REQUIREMENT:
Find the line that contains "#[error(transparent)]". Repeat that line and all lines following it, exactly, through the end of the listing below.

EXTRACTED MATERIAL:
-------
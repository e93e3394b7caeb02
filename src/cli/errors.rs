use thiserror::Error;

/// Application-specific errors for the CLI
#[derive(Debug, Error)]
pub enum AppError {
    #[error("Invalid pixel ceiling: {value}. Must be a positive integer, e.g. 100000000 or 1e11")]
    InvalidMaxPixels { value: String },

    #[error("Missing required argument: {arg}")]
    MissingArgument { arg: String },

    #[error("I/O error: {0}")]
    Io(#[from] std::io::Error),

    #[error("Invalid JSON: {0}")]
    Json(#[from] serde_json::Error),

    #[error(transparent)]
    Canopy(#[from] canopydiff::Error),
}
-------
TASK ANSWER:
    #[error(transparent)]
    Canopy(#[from] canopydiff::Error),
}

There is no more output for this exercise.